“Monsieur, vous avez lu le livre qu’on étudie, vous ?”
Tous les ans, la question est posée. Et c’est le genre de question que j’ignore. Que je rabroue d’un “Bien sûr que je l’ai lu, comment est-ce que j’aurais préparé le cours, autrement ?” ou d’un “Non. Non non. J’improvise.” quand la classe a atteint le niveau 3 en ironie (ça n’est pas toujours le cas).
Mais tout de même. Après dix ans, on a le temps de se pencher sur ce genre de détails. Comme le cours de quatrième Alakhazam ne se passe pas trop mal, je réponds à Eilie par une autre question :
“Pourquoi, tous les ans, les élèves me posent cette question ? J’ai l’air de ne pas savoir de quoi je parle ?“
Eilie, comme à son habitude, sourit doucement, puis lève les yeux vers le plafond. Elle réfléchit toujours comme ça.

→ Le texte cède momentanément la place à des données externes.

//! Changelog search operation.
//!
//! [`EclEngine`] bundles the configuration with the collaborators shared by
//! all searches. [`EclSearchOperation`] processes one request as a fixed
//! pipeline of steps; the first failing step ends the pipeline, and the
//! post-operation plugins still run whenever the pre-operation plugins did.

use crate::access::{AccessControl, AllowAll, ClientContext};
use crate::config::EngineConfig;
use crate::controls::{ControlHandler, ResultFlags};
use crate::directory::{DirectoryLookup, MemoryDirectory};
use crate::error::EngineError;
use crate::matcher::{BasicMatcher, EntryMatcher, SearchScope};
use crate::plugin::{NoopPlugins, PluginResult, SearchPlugins};
use crate::psearch::{
    MemoryRegistry, PersistentSearch, PersistentSearchId, PersistentSearchRegistry,
};
use crate::session::{CancelHandle, Delivery, LoopExit, Phase, Session, SessionStats};
use crate::sink::{EntryRejected, SearchResultSink};
use crate::source::{PersistenceMode, SessionStart, UpdateSource};
use ecl_protocol::{Dn, MultiDomainCookie, RequestControl, ResultCode, Synthesizer};
use parking_lot::Mutex;
use std::sync::Arc;
use tracing::{debug, info};

/// A changelog search request as decoded by the protocol layer.
#[derive(Debug, Clone, PartialEq, Eq)]
pub struct SearchRequest {
    /// Raw search base.
    pub base: String,
    /// Search scope.
    pub scope: SearchScope,
    /// Raw search filter.
    pub filter: String,
    /// Request controls in request order.
    pub controls: Vec<RequestControl>,
    /// Requesting client.
    pub client: ClientContext,
}

impl SearchRequest {
    /// Creates a request without controls.
    pub fn new(
        base: impl Into<String>,
        scope: SearchScope,
        filter: impl Into<String>,
        client: ClientContext,
    ) -> Self {
        Self {
            base: base.into(),
            scope,
            filter: filter.into(),
            controls: Vec::new(),
            client,
        }
    }

    /// Appends a request control.
    pub fn with_control(mut self, control: RequestControl) -> Self {
        self.controls.push(control);
        self
    }
}

/// Final result of a search.
#[derive(Debug, Clone, PartialEq, Eq)]
pub struct SearchOutcome {
    /// Result code.
    pub result_code: ResultCode,
    /// Diagnostic message.
    pub message: Option<String>,
    /// Matched DN.
    pub matched_dn: Option<Dn>,
    /// Referral URLs.
    pub referrals: Vec<String>,
    /// Session counters; zero if no session was opened.
    pub stats: SessionStats,
    /// Phase reached, if a session was opened.
    pub phase: Option<Phase>,
    /// Cookie after the last delivered change, if a session was opened.
    pub cookie: Option<MultiDomainCookie>,
    /// Result-shaping flags from the request controls.
    pub flags: ResultFlags,
    /// Effective authorization DN after proxied authorization.
    pub authorization_dn: Option<Dn>,
}

impl SearchOutcome {
    fn new() -> Self {
        Self {
            result_code: ResultCode::Success,
            message: None,
            matched_dn: None,
            referrals: Vec::new(),
            stats: SessionStats::default(),
            phase: None,
            cookie: None,
            flags: ResultFlags::default(),
            authorization_dn: None,
        }
    }

    /// Returns true if the search succeeded.
    pub fn is_success(&self) -> bool {
        self.result_code == ResultCode::Success
    }
}

/// Why the pipeline stopped early.
enum Halt {
    Error(EngineError),
    Plugin(PluginResult),
    Rejected(EntryRejected),
}

impl From<EngineError> for Halt {
    fn from(e: EngineError) -> Self {
        Halt::Error(e)
    }
}

/// Configuration and collaborators shared by every changelog search.
pub struct EclEngine {
    config: EngineConfig,
    source: Option<Arc<dyn UpdateSource>>,
    access: Arc<dyn AccessControl>,
    matcher: Arc<dyn EntryMatcher>,
    plugins: Arc<dyn SearchPlugins>,
    registry: Arc<dyn PersistentSearchRegistry>,
    directory: Arc<dyn DirectoryLookup>,
}

impl EclEngine {
    /// Creates an engine with no update source and permissive defaults.
    pub fn new(config: EngineConfig) -> Self {
        Self {
            config,
            source: None,
            access: Arc::new(AllowAll),
            matcher: Arc::new(BasicMatcher),
            plugins: Arc::new(NoopPlugins),
            registry: Arc::new(MemoryRegistry::new()),
            directory: Arc::new(MemoryDirectory::new()),
        }
    }

    /// Binds the update source.
    pub fn with_source(mut self, source: Arc<dyn UpdateSource>) -> Self {
        self.source = Some(source);
        self
    }

    /// Sets access control.
    pub fn with_access_control(mut self, access: Arc<dyn AccessControl>) -> Self {
        self.access = access;
        self
    }

    /// Sets the entry matcher.
    pub fn with_matcher(mut self, matcher: Arc<dyn EntryMatcher>) -> Self {
        self.matcher = matcher;
        self
    }

    /// Sets the plugin pipeline.
    pub fn with_plugins(mut self, plugins: Arc<dyn SearchPlugins>) -> Self {
        self.plugins = plugins;
        self
    }

    /// Sets the persistent search registry.
    pub fn with_registry(mut self, registry: Arc<dyn PersistentSearchRegistry>) -> Self {
        self.registry = registry;
        self
    }

    /// Sets the directory used by the assertion control.
    pub fn with_directory(mut self, directory: Arc<dyn DirectoryLookup>) -> Self {
        self.directory = directory;
        self
    }

    /// Engine configuration.
    pub fn config(&self) -> &EngineConfig {
        &self.config
    }

    /// Returns true if an update source is bound.
    pub fn has_source(&self) -> bool {
        self.source.is_some()
    }

    /// Prepares a search. Nothing runs until [`EclSearchOperation::process`].
    pub fn search(self: &Arc<Self>, request: SearchRequest) -> EclSearchOperation {
        EclSearchOperation {
            engine: Arc::clone(self),
            request,
            cancel: CancelHandle::new(),
            session: None,
            persistent_search: Arc::new(Mutex::new(None)),
            processed: false,
        }
    }
}

/// One changelog search.
///
/// A search that reaches the persistent phase keeps its stream and its
/// persistent search registration until the operation is cancelled, closed
/// or dropped.
pub struct EclSearchOperation {
    engine: Arc<EclEngine>,
    request: SearchRequest,
    cancel: CancelHandle,
    session: Option<Session>,
    persistent_search: Arc<Mutex<Option<PersistentSearchId>>>,
    processed: bool,
}

impl EclSearchOperation {
    /// Handle for cancelling this search from another thread.
    pub fn cancel_handle(&self) -> CancelHandle {
        self.cancel.clone()
    }

    /// Requests cancellation.
    ///
    /// A running pull loop stops at its next iteration. A search parked in
    /// the persistent phase has its stream closed and its persistent search
    /// cancelled right away.
    pub fn cancel(&self) {
        self.cancel.cancel();
    }

    /// The request being processed.
    pub fn request(&self) -> &SearchRequest {
        &self.request
    }

    /// Persistent search registered by this operation, if still active.
    pub fn persistent_search(&self) -> Option<PersistentSearchId> {
        *self.persistent_search.lock()
    }

    /// Returns true while the session stream is open.
    pub fn is_open(&self) -> bool {
        self.session.as_ref().is_some_and(Session::is_open)
    }

    /// Processes the search, sending entries to `sink`.
    ///
    /// Entries already sent stay sent whatever the final result.
    pub fn process(&mut self, sink: &mut dyn SearchResultSink) -> SearchOutcome {
        let mut outcome = SearchOutcome::new();
        if self.processed {
            outcome.result_code = ResultCode::OperationsError;
            outcome.message = Some("search already processed".to_string());
            return outcome;
        }
        self.processed = true;

        info!(
            operation = self.request.client.operation_tag().as_str(),
            base = self.request.base.as_str(),
            filter = self.request.filter.as_str(),
            "changelog search"
        );

        let mut pre_op_ran = false;
        if let Err(halt) = self.run_steps(sink, &mut outcome, &mut pre_op_ran) {
            match halt {
                Halt::Error(e) => {
                    outcome.result_code = e.result_code();
                    outcome.message = Some(e.to_string());
                }
                Halt::Plugin(result) => apply_plugin_result(&mut outcome, result),
                Halt::Rejected(rejected) => {
                    outcome.result_code = rejected.code;
                    outcome.message = rejected.message;
                }
            }
            self.close();
        } else {
            self.close_on_cancel();
        }

        if let Some(session) = &self.session {
            outcome.stats = session.stats();
            outcome.phase = Some(session.phase());
            outcome.cookie = Some(session.cookie().clone());
        }

        if pre_op_ran {
            let post = self.engine.plugins.post_operation(&self.request, &outcome);
            apply_plugin_result(&mut outcome, post);
        }

        debug!(
            result = %outcome.result_code,
            returned = outcome.stats.entries_returned,
            "changelog search finished"
        );
        outcome
    }

    fn run_steps(
        &mut self,
        sink: &mut dyn SearchResultSink,
        outcome: &mut SearchOutcome,
        pre_op_ran: &mut bool,
    ) -> Result<(), Halt> {
        let engine = Arc::clone(&self.engine);
        self.cancel.check()?;

        let base = Dn::parse(&self.request.base).map_err(|source| EngineError::InvalidBase {
            base: self.request.base.clone(),
            source,
        })?;
        let filter = engine.matcher.parse_filter(&self.request.filter)?;

        let settings = ControlHandler::new(
            &engine.config,
            engine.access.as_ref(),
            engine.directory.as_ref(),
            engine.matcher.as_ref(),
            engine.source.is_some(),
        )
        .handle(&base, &self.request.client, &self.request.controls)?;
        outcome.flags = settings.flags.clone();
        outcome.authorization_dn = settings.authorization_dn.clone();
        self.cancel.check()?;

        *pre_op_ran = true;
        let pre = engine.plugins.pre_operation(&self.request);
        if pre != PluginResult::Continue {
            return Err(Halt::Plugin(pre));
        }
        self.cancel.check()?;

        let source = engine
            .source
            .clone()
            .ok_or_else(|| EngineError::SourceUnavailable(base.to_string()))?;

        let persistence = match &settings.persistent {
            None => PersistenceMode::NonPersistent,
            Some(p) if p.changes_only => PersistenceMode::PersistentChangesOnly,
            Some(_) => PersistenceMode::Persistent,
        };
        if let Some(request) = &settings.persistent {
            let search = PersistentSearch {
                id: PersistentSearchId::new(),
                base: base.clone(),
                change_types: request.change_types.clone(),
                changes_only: request.changes_only,
                return_ecs: request.return_ecs,
            };
            engine.registry.register(&search)?;
            *self.persistent_search.lock() = Some(search.id);
            engine.registry.enable(search.id);
        }

        let start = SessionStart {
            cookie: settings.cookie,
            persistence,
            excluded_domains: engine.config.excluded_domains.clone(),
            operation_id: self.request.client.operation_tag(),
        };
        let session = self.session.insert(Session::open(source, &start)?);

        let delivery = Delivery {
            synthesizer: Synthesizer::new(&engine.config.schema),
            matcher: engine.matcher.as_ref(),
            base: &base,
            scope: self.request.scope,
            filter: &filter,
        };

        if self.request.scope != SearchScope::SingleLevel {
            if let Some(rejected) =
                session.return_root_entry(&engine.config.schema, &delivery, sink)?
            {
                return Err(Halt::Rejected(rejected));
            }
        }

        match session.run(&delivery, sink, &self.cancel, engine.config.poll_interval)? {
            LoopExit::Exhausted | LoopExit::Persistent => Ok(()),
            LoopExit::Cancelled => Err(EngineError::Cancelled.into()),
            LoopExit::Rejected(rejected) => Err(Halt::Rejected(rejected)),
        }
    }

    /// Hands the teardown of a search left in the persistent phase to the
    /// cancel handle, so that cancelling releases it without a poll.
    fn close_on_cancel(&self) {
        let Some(session) = self.session.as_ref().filter(|s| s.is_open()) else {
            return;
        };
        session.close_on_cancel(&self.cancel);

        let registry = Arc::clone(&self.engine.registry);
        let persistent_search = Arc::clone(&self.persistent_search);
        self.cancel.on_cancel(move || {
            let taken = persistent_search.lock().take();
            if let Some(id) = taken {
                registry.cancel(id);
                debug!(persistent_search = %id, "persistent search cancelled");
            }
        });
    }

    /// Closes the stream and cancels the persistent search, if any.
    ///
    /// Safe to call repeatedly, and after [`EclSearchOperation::cancel`].
    pub fn close(&mut self) {
        let taken = self.persistent_search.lock().take();
        if let Some(id) = taken {
            self.engine.registry.cancel(id);
            debug!(persistent_search = %id, "persistent search cancelled");
        }
        if let Some(session) = self.session.as_mut() {
            session.close();
        }
    }
}
//! # ECL Engine
//!
//! Session engine of the external changelog.
//!
//! This crate provides:
//! - The changelog search operation and its cancel handle
//! - Request control handling (cookie exchange, assertion, proxied auth,
//!   persistent search, result-shaping controls)
//! - The session state machine (initial → persistent) with a bounded pull
//! - Collaborator traits with in-memory implementations: update source,
//!   access control, entry matcher, plugins, persistent search registry,
//!   directory lookup
//!
//! ## Architecture
//!
//! A search runs as a fixed pipeline:
//! 1. Validate base and filter
//! 2. Handle request controls; a cookie is mandatory
//! 3. Pre-operation plugins
//! 4. Register the persistent search, if any
//! 5. Open a session, return the root entry, pull and return change entries
//! 6. Post-operation plugins
//!
//! ## Key Invariants
//!
//! - A change already covered by the session cookie is never returned
//! - The cookie attached to returned entries never moves backwards
//! - Post-operation plugins run whenever pre-operation plugins ran
//! - Closing a session twice is a no-op

#![deny(unsafe_code)]
#![warn(missing_docs)]

mod access;
mod config;
mod controls;
mod directory;
mod error;
mod matcher;
mod operation;
mod plugin;
mod psearch;
mod session;
mod sink;
mod source;

pub use access::{AccessControl, AllowAll, ClientContext, DenyControls, Privilege};
pub use config::EngineConfig;
pub use controls::{ControlHandler, PersistentRequest, RequestSettings, ResultFlags};
pub use directory::{DirectoryLookup, MemoryDirectory};
pub use error::{EngineError, EngineResult};
pub use matcher::{BasicMatcher, EntryMatcher, Filter, SearchScope};
pub use operation::{EclEngine, EclSearchOperation, SearchOutcome, SearchRequest};
pub use plugin::{NoopPlugins, PluginResult, SearchPlugins};
pub use psearch::{
    MemoryRegistry, PersistentSearch, PersistentSearchId, PersistentSearchRegistry,
    RegistrationState,
};
pub use session::{CancelHandle, Delivery, LoopExit, Phase, Session, SessionStats};
pub use sink::{CollectingSink, EntryRejected, ReturnedEntry, SearchResultSink};
pub use source::{MemoryUpdateSource, PersistenceMode, SessionStart, StreamHandle, UpdateSource};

“Non, ça n’a rien à voir. C’est pas méchant, en fait.”
Nouvelle pause.
“C’est juste, quand vous parlez de l’histoire, des personnages… C’est comme si vous découvriez aussi ce qu’il se passe… Enfin comme si on était ensemble à la lire, l’histoire. Alors du coup, on se demande si c’est pour de vrai ou si vous faites semblant.“
Elle retourne à son exercice. Et me laisse, tout seul, une autre illusion toxique en petits morceaux à côté de moi.